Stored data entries
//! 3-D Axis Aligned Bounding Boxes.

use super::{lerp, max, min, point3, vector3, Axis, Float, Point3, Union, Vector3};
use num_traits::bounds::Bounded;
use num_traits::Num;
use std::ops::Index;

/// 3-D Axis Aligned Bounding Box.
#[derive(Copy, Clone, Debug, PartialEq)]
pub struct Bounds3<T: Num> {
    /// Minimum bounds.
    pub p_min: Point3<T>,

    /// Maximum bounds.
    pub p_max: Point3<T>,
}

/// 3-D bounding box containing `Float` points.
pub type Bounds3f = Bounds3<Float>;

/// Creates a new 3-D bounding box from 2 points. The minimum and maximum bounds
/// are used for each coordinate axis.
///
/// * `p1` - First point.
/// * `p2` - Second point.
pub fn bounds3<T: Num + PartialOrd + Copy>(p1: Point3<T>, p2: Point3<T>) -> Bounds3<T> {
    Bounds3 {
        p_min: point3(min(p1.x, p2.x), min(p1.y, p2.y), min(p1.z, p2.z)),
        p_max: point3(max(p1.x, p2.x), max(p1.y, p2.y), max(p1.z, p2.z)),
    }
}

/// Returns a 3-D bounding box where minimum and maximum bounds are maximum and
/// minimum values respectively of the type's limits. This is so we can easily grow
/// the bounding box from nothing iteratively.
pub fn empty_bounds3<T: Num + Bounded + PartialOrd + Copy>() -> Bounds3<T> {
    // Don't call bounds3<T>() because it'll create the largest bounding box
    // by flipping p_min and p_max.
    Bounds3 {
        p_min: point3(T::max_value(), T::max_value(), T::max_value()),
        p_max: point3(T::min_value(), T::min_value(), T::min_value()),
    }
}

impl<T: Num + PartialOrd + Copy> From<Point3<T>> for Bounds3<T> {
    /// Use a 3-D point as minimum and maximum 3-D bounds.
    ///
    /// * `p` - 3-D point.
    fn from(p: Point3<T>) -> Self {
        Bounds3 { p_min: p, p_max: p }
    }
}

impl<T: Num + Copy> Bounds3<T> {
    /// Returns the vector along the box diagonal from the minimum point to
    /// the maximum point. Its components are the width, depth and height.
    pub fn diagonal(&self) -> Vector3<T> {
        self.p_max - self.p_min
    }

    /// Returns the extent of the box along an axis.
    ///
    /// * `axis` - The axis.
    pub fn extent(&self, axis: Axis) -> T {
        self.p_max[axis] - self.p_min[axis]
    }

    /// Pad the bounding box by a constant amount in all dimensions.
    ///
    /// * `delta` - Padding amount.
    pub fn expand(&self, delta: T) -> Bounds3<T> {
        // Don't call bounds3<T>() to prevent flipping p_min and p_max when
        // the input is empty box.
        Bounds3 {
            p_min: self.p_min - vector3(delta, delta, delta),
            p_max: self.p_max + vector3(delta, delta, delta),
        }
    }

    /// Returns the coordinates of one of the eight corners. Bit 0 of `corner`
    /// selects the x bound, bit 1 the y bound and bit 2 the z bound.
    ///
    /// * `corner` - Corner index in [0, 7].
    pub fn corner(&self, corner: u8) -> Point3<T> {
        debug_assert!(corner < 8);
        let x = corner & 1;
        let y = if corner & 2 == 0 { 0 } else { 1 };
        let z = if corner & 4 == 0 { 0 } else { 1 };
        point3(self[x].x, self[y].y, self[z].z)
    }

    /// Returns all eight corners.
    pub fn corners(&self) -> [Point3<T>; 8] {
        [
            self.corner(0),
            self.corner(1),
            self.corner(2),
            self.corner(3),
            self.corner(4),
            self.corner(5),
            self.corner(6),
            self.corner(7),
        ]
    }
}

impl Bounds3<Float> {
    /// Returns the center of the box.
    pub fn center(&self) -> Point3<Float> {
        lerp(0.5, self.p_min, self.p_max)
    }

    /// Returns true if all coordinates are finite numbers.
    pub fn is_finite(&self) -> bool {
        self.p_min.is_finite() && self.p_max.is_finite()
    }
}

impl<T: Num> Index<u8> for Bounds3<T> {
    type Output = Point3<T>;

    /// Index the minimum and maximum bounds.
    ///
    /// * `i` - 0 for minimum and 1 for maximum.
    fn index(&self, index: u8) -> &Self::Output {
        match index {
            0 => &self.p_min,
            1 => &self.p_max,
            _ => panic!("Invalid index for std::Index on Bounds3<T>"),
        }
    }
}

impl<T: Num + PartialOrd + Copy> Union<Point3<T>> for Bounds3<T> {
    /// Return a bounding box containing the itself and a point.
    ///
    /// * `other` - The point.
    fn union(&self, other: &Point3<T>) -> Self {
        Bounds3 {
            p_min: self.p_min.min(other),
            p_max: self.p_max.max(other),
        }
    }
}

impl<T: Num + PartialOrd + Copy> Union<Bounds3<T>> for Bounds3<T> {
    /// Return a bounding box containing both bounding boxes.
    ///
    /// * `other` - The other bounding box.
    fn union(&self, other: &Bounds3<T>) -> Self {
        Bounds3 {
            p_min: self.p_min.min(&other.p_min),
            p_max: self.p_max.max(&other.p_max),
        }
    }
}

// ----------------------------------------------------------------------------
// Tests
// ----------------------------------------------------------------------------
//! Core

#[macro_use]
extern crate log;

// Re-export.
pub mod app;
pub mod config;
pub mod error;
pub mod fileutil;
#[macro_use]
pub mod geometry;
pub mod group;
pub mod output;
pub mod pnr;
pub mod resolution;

Goal of the exercise
Please make an exact copy of every record, leaving nothing out.

Written response
//! 3-D Axis Aligned Bounding Boxes.

use super::{lerp, max, min, point3, vector3, Axis, Float, Point3, Union, Vector3};
use num_traits::bounds::Bounded;
use num_traits::Num;
use std::ops::Index;

/// 3-D Axis Aligned Bounding Box.
#[derive(Copy, Clone, Debug, PartialEq)]
pub struct Bounds3<T: Num> {
    /// Minimum bounds.
    pub p_min: Point3<T>,

    /// Maximum bounds.
    pub p_max: Point3<T>,
}

/// 3-D bounding box containing `Float` points.
pub type Bounds3f = Bounds3<Float>;

/// Creates a new 3-D bounding box from 2 points. The minimum and maximum bounds
/// are used for each coordinate axis.
///
/// * `p1` - First point.
/// * `p2` - Second point.
pub fn bounds3<T: Num + PartialOrd + Copy>(p1: Point3<T>, p2: Point3<T>) -> Bounds3<T> {
    Bounds3 {
        p_min: point3(min(p1.x, p2.x), min(p1.y, p2.y), min(p1.z, p2.z)),
        p_max: point3(max(p1.x, p2.x), max(p1.y, p2.y), max(p1.z, p2.z)),
    }
}

/// Returns a 3-D bounding box where minimum and maximum bounds are maximum and
/// minimum values respectively of the type's limits. This is so we can easily grow
/// the bounding box from nothing iteratively.
pub fn empty_bounds3<T: Num + Bounded + PartialOrd + Copy>() -> Bounds3<T> {
    // Don't call bounds3<T>() because it'll create the largest bounding box
    // by flipping p_min and p_max.
    Bounds3 {
        p_min: point3(T::max_value(), T::max_value(), T::max_value()),
        p_max: point3(T::min_value(), T::min_value(), T::min_value()),
    }
}

impl<T: Num + PartialOrd + Copy> From<Point3<T>> for Bounds3<T> {
    /// Use a 3-D point as minimum and maximum 3-D bounds.
    ///
    /// * `p` - 3-D point.
    fn from(p: Point3<T>) -> Self {
        Bounds3 { p_min: p, p_max: p }
    }
}

impl<T: Num + Copy> Bounds3<T> {
    /// Returns the vector along the box diagonal from the minimum point to
    /// the maximum point. Its components are the width, depth and height.
    pub fn diagonal(&self) -> Vector3<T> {
        self.p_max - self.p_min
    }

    /// Returns the extent of the box along an axis.
    ///
    /// * `axis` - The axis.
    pub fn extent(&self, axis: Axis) -> T {
        self.p_max[axis] - self.p_min[axis]
    }

    /// Pad the bounding box by a constant amount in all dimensions.
    ///
    /// * `delta` - Padding amount.
    pub fn expand(&self, delta: T) -> Bounds3<T> {
        // Don't call bounds3<T>() to prevent flipping p_min and p_max when
        // the input is empty box.
        Bounds3 {
            p_min: self.p_min - vector3(delta, delta, delta),
            p_max: self.p_max + vector3(delta, delta, delta),
        }
    }

    /// Returns the coordinates of one of the eight corners. Bit 0 of `corner`
    /// selects the x bound, bit 1 the y bound and bit 2 the z bound.
    ///
    /// * `corner` - Corner index in [0, 7].
    pub fn corner(&self, corner: u8) -> Point3<T> {
        debug_assert!(corner < 8);
        let x = corner & 1;
        let y = if corner & 2 == 0 { 0 } else { 1 };
        let z = if corner & 4 == 0 { 0 } else { 1 };
        point3(self[x].x, self[y].y, self[z].z)
    }

    /// Returns all eight corners.
    pub fn corners(&self) -> [Point3<T>; 8] {
        [
            self.corner(0),
            self.corner(1),
            self.corner(2),
            self.corner(3),
            self.corner(4),
            self.corner(5),
            self.corner(6),
            self.corner(7),
        ]
    }
}

impl Bounds3<Float> {
    /// Returns the center of the box.
    pub fn center(&self) -> Point3<Float> {
        lerp(0.5, self.p_min, self.p_max)
    }

    /// Returns true if all coordinates are finite numbers.
    pub fn is_finite(&self) -> bool {
        self.p_min.is_finite() && self.p_max.is_finite()
    }
}

impl<T: Num> Index<u8> for Bounds3<T> {
    type Output = Point3<T>;

    /// Index the minimum and maximum bounds.
    ///
    /// * `i` - 0 for minimum and 1 for maximum.
    fn index(&self, index: u8) -> &Self::Output {
        match index {
            0 => &self.p_min,
            1 => &self.p_max,
            _ => panic!("Invalid index for std::Index on Bounds3<T>"),
        }
    }
}

impl<T: Num + PartialOrd + Copy> Union<Point3<T>> for Bounds3<T> {
    /// Return a bounding box containing the itself and a point.
    ///
    /// * `other` - The point.
    fn union(&self, other: &Point3<T>) -> Self {
        Bounds3 {
            p_min: self.p_min.min(other),
            p_max: self.p_max.max(other),
        }
    }
}

impl<T: Num + PartialOrd + Copy> Union<Bounds3<T>> for Bounds3<T> {
    /// Return a bounding box containing both bounding boxes.
    ///
    /// * `other` - The other bounding box.
    fn union(&self, other: &Bounds3<T>) -> Self {
        Bounds3 {
            p_min: self.p_min.min(&other.p_min),
            p_max: self.p_max.max(&other.p_max),
        }
    }
}

// ----------------------------------------------------------------------------
// Tests
// ----------------------------------------------------------------------------
//! Core

#[macro_use]
extern crate log;

// Re-export.
pub mod app;
pub mod config;
pub mod error;
pub mod fileutil;
#[macro_use]
pub mod geometry;
pub mod group;
pub mod output;
pub mod pnr;
pub mod resolution;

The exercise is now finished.